## Requirement
What do the lines from the top of the data through the line with "missing references are" say? Quote them exactly and include both ends.

## Data to use
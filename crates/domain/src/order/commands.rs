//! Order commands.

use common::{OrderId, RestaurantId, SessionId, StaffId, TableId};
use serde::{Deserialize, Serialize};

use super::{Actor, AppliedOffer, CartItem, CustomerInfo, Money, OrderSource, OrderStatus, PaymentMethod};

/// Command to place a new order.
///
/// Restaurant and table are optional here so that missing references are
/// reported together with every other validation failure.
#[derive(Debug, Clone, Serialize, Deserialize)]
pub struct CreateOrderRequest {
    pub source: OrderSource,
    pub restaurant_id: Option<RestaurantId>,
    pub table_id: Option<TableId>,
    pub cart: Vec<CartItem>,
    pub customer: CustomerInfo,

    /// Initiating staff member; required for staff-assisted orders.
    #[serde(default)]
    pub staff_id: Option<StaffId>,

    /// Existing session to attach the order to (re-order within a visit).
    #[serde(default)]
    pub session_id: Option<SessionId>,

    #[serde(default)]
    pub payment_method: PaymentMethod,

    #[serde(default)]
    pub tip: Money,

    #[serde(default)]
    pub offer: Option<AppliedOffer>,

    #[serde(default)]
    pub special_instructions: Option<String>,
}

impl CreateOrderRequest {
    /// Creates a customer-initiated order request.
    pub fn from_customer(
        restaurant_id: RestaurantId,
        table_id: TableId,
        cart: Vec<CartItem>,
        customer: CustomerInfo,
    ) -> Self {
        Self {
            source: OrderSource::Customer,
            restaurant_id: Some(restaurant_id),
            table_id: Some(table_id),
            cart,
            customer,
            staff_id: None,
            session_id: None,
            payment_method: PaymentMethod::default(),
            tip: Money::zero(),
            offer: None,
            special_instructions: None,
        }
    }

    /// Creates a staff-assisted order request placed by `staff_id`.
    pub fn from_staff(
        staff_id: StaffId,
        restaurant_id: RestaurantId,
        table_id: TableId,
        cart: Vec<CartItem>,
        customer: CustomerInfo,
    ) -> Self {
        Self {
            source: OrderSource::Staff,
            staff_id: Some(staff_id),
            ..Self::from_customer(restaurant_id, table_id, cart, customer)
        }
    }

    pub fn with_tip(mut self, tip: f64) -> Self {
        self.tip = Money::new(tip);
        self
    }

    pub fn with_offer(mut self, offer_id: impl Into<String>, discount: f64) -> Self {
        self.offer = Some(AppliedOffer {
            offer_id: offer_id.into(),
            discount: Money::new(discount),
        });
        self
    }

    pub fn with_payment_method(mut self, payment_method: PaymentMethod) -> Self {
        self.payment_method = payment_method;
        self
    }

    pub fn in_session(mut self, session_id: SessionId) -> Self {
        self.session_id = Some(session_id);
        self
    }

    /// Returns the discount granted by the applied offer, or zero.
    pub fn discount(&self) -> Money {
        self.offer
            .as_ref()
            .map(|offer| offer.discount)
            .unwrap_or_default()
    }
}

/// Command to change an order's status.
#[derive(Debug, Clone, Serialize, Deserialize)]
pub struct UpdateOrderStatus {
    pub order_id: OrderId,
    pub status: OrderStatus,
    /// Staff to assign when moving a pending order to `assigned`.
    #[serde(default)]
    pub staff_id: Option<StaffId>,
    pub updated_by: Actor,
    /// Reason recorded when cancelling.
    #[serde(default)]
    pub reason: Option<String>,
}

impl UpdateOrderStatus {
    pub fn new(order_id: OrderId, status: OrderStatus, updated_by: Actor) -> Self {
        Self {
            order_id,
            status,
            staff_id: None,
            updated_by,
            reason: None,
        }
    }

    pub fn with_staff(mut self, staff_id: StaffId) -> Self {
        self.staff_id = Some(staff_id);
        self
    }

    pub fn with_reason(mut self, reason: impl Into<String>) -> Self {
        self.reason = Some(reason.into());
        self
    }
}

## Expected output
filename crates/domain/src/order/commands.rs
//! Order commands.

use common::{OrderId, RestaurantId, SessionId, StaffId, TableId};
use serde::{Deserialize, Serialize};

use super::{Actor, AppliedOffer, CartItem, CustomerInfo, Money, OrderSource, OrderStatus, PaymentMethod};

/// Command to place a new order.
///
/// Restaurant and table are optional here so that missing references are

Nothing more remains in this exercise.